Description of the task:
Without further comment, state how many lines in the listing below contain the word "super".

Available data:
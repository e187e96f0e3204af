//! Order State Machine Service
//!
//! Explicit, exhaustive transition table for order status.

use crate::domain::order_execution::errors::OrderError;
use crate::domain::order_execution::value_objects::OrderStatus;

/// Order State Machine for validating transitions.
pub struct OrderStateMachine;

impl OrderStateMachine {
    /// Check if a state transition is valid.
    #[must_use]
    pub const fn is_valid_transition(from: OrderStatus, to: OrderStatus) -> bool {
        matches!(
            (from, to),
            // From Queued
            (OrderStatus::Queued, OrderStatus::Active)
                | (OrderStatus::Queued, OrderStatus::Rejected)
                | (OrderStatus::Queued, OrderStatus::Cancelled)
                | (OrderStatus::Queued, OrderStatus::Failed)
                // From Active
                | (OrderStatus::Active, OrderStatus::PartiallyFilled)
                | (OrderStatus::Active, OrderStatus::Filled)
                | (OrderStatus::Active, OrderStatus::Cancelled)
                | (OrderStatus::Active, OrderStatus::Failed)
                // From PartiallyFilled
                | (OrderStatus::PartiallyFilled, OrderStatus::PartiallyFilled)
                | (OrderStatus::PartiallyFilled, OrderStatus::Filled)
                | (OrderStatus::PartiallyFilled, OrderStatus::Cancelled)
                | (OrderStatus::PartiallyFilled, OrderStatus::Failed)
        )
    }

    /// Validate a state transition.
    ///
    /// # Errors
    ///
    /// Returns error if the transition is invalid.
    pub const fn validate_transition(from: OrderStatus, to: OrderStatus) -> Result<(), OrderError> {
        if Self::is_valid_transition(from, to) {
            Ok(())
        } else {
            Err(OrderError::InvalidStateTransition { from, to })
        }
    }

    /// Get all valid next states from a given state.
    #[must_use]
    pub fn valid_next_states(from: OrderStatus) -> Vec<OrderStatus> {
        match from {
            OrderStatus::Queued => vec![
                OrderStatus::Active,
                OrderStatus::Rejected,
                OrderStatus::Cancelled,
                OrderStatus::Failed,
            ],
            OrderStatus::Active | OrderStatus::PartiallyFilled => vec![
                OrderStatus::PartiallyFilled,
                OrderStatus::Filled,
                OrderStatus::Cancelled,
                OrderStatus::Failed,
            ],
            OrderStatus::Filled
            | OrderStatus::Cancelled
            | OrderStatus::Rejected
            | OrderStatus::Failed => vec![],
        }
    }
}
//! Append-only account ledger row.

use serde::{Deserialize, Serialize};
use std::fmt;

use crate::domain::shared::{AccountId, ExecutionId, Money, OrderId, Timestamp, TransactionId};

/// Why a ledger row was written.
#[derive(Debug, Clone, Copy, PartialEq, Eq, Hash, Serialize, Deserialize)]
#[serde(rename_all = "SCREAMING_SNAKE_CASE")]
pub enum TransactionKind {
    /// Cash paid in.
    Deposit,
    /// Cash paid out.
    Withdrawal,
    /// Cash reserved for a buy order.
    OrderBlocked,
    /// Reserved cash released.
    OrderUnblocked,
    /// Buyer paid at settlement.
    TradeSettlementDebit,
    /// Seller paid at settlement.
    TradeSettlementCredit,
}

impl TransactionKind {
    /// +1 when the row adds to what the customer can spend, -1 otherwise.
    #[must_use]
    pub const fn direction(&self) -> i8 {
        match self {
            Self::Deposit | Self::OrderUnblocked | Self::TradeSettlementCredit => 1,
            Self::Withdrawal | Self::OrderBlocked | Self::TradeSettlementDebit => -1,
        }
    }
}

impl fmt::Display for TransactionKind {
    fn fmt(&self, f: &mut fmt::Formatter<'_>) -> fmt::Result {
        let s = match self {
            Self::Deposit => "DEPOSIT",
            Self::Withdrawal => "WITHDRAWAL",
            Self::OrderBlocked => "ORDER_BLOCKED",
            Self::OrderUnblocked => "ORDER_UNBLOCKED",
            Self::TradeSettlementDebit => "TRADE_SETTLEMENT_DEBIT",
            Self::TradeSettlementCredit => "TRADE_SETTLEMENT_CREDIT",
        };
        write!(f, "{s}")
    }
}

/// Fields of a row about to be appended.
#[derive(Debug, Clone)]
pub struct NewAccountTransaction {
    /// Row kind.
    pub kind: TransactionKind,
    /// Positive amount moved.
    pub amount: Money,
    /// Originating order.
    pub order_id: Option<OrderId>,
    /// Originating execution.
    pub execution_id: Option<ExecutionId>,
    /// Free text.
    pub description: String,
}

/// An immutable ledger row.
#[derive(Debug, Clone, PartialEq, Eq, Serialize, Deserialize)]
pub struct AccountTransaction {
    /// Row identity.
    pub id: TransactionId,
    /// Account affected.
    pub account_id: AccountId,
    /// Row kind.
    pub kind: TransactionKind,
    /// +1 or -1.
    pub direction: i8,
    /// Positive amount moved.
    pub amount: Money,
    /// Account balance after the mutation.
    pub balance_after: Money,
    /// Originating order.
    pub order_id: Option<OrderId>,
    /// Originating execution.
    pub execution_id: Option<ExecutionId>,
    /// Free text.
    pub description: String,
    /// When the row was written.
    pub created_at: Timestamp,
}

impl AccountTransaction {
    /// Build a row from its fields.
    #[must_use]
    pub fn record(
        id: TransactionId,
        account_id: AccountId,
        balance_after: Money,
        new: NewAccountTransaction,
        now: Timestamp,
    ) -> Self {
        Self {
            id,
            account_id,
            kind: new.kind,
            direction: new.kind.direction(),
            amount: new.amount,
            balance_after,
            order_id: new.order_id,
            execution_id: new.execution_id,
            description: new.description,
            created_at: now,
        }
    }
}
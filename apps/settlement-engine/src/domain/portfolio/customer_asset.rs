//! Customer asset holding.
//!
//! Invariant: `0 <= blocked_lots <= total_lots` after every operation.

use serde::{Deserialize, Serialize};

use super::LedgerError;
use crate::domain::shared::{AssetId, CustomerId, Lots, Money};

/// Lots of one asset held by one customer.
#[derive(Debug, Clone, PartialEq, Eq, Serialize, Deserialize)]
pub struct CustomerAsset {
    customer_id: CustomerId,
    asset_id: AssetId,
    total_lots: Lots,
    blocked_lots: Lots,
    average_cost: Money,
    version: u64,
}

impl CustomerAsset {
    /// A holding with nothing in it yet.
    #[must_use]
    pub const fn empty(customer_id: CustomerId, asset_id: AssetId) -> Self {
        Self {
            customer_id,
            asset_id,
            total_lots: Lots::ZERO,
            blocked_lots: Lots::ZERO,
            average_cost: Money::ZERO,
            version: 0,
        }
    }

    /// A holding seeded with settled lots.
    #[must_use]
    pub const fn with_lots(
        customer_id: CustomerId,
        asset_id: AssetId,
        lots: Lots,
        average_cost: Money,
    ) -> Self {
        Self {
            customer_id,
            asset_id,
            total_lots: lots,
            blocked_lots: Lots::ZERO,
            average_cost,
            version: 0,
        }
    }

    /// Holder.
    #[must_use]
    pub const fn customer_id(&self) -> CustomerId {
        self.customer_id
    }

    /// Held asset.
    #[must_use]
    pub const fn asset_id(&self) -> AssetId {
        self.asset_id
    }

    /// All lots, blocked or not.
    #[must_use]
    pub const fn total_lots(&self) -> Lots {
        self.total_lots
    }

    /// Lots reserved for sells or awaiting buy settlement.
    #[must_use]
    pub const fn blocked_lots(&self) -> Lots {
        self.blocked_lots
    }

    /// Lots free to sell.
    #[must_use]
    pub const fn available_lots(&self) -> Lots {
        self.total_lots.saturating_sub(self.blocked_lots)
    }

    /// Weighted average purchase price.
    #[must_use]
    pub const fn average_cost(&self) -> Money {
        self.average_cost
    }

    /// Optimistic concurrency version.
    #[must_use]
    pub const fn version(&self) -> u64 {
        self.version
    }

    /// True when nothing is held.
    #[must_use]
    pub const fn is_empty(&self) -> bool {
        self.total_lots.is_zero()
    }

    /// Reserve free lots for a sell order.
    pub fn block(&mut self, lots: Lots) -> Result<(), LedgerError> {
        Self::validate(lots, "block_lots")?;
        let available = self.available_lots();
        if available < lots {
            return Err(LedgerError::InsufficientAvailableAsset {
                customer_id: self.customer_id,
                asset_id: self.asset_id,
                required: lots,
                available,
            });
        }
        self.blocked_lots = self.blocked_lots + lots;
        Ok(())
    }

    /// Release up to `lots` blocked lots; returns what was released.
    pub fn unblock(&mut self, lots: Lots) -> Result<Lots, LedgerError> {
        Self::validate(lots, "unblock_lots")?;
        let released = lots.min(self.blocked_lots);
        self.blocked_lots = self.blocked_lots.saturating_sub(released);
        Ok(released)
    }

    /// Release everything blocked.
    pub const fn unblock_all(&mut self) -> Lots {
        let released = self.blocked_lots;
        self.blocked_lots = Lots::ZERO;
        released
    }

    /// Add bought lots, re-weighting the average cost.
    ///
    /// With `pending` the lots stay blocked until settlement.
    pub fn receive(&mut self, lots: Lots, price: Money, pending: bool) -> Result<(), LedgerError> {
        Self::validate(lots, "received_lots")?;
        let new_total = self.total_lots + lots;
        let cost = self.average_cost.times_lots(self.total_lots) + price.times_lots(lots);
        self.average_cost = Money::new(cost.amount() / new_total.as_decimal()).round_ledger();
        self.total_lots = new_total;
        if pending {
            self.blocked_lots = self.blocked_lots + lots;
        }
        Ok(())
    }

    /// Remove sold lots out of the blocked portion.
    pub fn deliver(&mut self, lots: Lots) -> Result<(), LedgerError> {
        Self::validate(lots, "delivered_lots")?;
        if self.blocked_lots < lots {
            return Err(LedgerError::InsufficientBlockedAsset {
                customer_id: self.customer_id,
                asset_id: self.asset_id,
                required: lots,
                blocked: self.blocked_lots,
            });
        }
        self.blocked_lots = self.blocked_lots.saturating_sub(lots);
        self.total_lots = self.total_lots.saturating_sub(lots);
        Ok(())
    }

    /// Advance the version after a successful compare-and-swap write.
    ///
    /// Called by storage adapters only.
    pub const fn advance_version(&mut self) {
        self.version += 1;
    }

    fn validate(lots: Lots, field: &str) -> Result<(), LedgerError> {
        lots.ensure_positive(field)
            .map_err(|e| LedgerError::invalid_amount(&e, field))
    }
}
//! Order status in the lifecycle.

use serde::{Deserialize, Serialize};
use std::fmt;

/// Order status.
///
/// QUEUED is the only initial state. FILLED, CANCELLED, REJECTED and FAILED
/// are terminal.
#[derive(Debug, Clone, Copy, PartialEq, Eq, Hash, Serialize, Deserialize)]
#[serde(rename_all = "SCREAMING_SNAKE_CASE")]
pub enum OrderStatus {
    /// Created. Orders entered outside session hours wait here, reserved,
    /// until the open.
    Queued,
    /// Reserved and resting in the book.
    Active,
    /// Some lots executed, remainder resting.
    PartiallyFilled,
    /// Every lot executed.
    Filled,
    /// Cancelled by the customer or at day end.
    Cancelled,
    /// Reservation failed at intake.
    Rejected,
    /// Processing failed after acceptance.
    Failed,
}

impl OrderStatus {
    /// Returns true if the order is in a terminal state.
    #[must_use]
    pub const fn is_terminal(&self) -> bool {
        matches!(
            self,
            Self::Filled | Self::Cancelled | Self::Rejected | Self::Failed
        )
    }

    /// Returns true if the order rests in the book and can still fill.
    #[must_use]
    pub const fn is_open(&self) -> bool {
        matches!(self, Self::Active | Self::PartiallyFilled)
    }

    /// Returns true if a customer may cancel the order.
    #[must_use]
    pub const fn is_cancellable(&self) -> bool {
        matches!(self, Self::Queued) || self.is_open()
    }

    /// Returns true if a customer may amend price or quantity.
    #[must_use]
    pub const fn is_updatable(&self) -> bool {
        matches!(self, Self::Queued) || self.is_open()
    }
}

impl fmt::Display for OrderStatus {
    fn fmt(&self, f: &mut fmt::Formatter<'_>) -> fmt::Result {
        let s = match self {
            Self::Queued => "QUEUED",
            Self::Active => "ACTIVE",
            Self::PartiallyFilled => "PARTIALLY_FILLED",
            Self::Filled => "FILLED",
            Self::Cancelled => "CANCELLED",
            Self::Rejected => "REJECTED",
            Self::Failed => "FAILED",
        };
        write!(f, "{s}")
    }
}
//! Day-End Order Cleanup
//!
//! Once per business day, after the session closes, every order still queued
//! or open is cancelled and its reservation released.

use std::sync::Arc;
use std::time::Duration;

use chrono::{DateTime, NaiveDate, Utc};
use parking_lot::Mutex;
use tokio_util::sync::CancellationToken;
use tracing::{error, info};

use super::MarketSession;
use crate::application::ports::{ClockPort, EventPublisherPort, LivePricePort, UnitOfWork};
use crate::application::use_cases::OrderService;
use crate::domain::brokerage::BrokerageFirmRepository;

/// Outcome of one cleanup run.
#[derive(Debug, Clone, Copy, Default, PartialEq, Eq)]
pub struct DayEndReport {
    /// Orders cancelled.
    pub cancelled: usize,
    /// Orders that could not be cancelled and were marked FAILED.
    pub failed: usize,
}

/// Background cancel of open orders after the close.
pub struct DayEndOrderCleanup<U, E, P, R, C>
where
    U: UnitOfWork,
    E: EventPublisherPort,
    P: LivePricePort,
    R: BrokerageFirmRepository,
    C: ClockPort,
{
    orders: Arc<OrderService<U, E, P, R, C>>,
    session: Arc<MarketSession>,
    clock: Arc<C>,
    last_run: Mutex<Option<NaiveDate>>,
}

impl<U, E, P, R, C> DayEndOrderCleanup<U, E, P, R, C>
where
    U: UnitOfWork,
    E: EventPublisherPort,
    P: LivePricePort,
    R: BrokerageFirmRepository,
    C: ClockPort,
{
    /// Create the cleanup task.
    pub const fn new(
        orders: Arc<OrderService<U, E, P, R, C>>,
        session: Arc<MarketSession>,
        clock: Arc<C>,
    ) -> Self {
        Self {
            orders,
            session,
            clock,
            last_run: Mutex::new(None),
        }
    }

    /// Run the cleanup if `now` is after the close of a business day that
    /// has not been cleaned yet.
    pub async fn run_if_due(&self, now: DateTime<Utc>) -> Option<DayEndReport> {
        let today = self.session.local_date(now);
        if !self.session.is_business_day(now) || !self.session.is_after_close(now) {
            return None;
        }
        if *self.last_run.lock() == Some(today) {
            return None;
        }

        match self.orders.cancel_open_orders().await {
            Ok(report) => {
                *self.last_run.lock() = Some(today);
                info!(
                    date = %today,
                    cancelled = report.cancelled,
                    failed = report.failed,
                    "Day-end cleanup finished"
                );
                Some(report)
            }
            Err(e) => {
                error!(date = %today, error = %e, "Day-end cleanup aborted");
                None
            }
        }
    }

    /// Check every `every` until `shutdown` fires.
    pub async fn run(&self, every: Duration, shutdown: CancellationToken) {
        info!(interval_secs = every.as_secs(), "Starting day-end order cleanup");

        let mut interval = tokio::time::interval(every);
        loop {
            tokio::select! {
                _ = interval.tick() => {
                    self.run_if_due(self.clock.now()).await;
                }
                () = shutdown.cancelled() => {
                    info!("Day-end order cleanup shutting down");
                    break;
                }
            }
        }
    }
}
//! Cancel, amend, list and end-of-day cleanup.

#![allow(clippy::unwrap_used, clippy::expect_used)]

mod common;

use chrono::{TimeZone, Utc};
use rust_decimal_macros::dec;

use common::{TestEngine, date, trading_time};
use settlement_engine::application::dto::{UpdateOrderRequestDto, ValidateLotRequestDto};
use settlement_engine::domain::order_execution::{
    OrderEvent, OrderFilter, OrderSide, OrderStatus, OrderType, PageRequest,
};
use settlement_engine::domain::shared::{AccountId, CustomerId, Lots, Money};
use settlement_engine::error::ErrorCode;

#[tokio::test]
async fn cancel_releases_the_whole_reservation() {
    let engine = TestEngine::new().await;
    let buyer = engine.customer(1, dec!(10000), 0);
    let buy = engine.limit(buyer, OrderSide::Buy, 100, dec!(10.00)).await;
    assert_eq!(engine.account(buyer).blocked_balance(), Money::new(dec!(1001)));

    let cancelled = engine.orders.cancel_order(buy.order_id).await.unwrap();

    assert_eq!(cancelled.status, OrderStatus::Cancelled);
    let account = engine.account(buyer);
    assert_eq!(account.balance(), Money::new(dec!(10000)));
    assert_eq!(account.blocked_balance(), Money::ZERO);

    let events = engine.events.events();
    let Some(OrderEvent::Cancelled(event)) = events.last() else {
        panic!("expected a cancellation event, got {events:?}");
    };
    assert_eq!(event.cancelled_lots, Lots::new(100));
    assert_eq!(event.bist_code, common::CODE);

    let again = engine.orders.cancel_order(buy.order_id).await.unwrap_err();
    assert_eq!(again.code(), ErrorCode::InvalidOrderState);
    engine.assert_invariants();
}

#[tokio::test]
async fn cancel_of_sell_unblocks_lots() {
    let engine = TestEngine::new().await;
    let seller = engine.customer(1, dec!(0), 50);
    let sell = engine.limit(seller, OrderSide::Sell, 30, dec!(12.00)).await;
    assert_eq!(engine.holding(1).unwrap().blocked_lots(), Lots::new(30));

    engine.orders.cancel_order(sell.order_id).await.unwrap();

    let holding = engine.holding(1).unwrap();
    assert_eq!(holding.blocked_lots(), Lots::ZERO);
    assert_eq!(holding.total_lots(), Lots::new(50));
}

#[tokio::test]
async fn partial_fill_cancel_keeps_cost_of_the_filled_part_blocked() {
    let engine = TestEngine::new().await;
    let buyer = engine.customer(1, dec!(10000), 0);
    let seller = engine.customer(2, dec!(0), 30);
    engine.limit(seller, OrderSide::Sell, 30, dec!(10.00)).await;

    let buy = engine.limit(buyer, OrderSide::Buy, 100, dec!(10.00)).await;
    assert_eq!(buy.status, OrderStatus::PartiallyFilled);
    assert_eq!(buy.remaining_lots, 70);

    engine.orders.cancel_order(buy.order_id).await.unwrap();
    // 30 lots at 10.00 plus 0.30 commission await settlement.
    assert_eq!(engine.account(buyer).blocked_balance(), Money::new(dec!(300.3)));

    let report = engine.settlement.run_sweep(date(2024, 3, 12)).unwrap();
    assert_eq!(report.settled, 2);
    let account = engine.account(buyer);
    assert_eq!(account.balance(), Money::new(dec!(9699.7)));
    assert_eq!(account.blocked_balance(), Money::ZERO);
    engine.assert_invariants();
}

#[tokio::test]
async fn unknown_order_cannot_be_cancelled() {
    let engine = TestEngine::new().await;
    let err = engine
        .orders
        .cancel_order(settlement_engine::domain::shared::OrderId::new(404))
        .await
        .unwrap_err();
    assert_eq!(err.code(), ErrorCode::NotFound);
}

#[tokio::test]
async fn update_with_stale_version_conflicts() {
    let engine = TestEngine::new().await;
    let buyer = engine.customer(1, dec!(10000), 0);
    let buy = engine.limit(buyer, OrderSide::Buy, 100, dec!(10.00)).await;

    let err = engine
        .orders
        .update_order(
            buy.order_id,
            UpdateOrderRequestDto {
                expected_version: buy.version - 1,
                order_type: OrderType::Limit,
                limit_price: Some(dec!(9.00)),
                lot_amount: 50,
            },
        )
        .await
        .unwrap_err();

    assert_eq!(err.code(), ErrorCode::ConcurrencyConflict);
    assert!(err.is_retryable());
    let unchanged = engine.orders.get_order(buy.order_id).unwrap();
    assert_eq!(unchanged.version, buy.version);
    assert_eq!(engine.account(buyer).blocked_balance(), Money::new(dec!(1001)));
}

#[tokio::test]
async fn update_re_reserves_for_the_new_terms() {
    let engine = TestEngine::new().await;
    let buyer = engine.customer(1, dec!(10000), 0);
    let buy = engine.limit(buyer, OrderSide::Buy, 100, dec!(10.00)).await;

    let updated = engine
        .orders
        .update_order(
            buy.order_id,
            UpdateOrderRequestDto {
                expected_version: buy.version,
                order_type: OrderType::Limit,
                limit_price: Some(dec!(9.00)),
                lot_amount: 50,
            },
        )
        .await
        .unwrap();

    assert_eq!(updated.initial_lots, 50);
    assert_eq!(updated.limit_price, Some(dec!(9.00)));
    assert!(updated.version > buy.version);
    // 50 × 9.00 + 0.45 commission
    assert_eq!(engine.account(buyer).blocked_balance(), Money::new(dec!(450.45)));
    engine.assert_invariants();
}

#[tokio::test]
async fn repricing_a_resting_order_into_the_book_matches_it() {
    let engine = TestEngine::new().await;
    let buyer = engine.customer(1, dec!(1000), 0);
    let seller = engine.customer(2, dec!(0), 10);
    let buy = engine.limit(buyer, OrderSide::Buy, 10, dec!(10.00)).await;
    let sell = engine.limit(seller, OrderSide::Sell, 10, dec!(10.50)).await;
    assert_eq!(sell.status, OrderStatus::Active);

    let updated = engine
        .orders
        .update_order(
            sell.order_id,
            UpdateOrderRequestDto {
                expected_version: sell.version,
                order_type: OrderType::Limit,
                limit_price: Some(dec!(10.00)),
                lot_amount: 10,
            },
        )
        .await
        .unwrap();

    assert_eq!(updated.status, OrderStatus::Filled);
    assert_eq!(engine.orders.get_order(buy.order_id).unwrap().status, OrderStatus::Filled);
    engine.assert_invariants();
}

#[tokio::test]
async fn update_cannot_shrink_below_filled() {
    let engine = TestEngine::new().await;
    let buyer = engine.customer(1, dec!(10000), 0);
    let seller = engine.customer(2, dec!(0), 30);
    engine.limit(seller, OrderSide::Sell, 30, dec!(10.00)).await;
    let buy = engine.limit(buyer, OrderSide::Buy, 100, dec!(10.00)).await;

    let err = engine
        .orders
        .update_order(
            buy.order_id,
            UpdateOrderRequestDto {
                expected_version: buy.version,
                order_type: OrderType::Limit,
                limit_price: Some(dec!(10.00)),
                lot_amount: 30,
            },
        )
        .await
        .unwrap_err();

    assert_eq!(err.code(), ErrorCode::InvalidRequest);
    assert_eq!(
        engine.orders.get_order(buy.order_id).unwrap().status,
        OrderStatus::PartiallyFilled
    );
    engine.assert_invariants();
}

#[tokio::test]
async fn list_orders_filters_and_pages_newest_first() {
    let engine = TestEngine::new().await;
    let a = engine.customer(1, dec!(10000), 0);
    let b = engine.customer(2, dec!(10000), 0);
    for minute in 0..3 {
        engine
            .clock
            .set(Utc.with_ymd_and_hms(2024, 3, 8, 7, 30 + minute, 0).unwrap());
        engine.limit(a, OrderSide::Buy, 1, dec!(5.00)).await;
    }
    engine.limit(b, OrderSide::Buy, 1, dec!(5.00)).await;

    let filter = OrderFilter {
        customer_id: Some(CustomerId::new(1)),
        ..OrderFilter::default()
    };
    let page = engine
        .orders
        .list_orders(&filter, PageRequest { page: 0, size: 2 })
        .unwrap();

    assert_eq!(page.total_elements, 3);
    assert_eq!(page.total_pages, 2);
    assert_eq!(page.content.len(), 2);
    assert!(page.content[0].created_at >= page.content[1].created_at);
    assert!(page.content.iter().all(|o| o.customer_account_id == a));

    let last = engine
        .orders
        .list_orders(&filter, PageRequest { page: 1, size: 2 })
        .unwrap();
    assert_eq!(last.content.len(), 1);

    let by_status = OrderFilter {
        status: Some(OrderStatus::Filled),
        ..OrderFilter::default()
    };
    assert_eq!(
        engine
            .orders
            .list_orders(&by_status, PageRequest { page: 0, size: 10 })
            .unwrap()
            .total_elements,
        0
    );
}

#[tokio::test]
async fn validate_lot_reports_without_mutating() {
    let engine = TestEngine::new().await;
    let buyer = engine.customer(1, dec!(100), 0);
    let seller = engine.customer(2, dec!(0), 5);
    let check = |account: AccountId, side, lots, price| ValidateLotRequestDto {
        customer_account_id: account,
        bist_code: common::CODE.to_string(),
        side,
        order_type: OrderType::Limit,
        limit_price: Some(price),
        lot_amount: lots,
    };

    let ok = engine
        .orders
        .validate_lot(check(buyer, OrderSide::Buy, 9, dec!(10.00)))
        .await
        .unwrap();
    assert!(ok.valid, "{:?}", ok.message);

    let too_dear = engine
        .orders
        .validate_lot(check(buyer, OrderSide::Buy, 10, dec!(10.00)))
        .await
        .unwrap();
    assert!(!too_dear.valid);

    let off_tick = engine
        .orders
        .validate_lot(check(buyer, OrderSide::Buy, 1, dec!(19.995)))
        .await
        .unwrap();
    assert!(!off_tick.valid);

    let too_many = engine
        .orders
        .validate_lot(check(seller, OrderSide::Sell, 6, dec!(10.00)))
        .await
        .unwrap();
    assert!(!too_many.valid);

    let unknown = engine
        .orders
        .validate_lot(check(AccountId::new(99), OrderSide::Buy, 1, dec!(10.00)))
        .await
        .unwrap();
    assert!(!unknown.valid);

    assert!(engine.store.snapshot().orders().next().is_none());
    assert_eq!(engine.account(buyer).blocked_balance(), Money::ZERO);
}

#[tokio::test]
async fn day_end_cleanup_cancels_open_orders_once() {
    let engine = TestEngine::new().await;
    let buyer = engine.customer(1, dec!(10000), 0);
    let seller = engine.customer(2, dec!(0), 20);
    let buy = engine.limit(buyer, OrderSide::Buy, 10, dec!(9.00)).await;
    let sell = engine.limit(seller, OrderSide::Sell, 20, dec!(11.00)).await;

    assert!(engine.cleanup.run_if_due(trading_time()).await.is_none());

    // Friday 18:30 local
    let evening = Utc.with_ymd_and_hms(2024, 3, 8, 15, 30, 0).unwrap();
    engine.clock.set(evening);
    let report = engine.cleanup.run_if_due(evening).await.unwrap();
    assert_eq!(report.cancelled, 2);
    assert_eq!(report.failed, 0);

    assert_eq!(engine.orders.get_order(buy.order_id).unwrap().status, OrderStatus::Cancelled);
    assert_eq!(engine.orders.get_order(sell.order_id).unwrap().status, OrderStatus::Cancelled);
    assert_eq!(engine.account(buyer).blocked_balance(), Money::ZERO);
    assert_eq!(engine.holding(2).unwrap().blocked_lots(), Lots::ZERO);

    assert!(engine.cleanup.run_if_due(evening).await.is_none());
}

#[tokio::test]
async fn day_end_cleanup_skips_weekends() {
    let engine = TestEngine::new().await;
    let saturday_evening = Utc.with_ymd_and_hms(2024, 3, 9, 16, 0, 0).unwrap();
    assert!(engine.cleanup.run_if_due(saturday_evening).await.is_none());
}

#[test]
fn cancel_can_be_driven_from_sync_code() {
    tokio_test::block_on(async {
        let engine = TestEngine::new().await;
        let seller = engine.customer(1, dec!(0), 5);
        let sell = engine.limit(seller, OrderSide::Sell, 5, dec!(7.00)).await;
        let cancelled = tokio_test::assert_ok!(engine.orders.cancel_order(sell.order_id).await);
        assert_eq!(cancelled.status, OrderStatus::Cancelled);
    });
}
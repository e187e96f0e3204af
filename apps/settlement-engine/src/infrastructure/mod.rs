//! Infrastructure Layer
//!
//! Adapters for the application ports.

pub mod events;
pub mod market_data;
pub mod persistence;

Output for this task:
2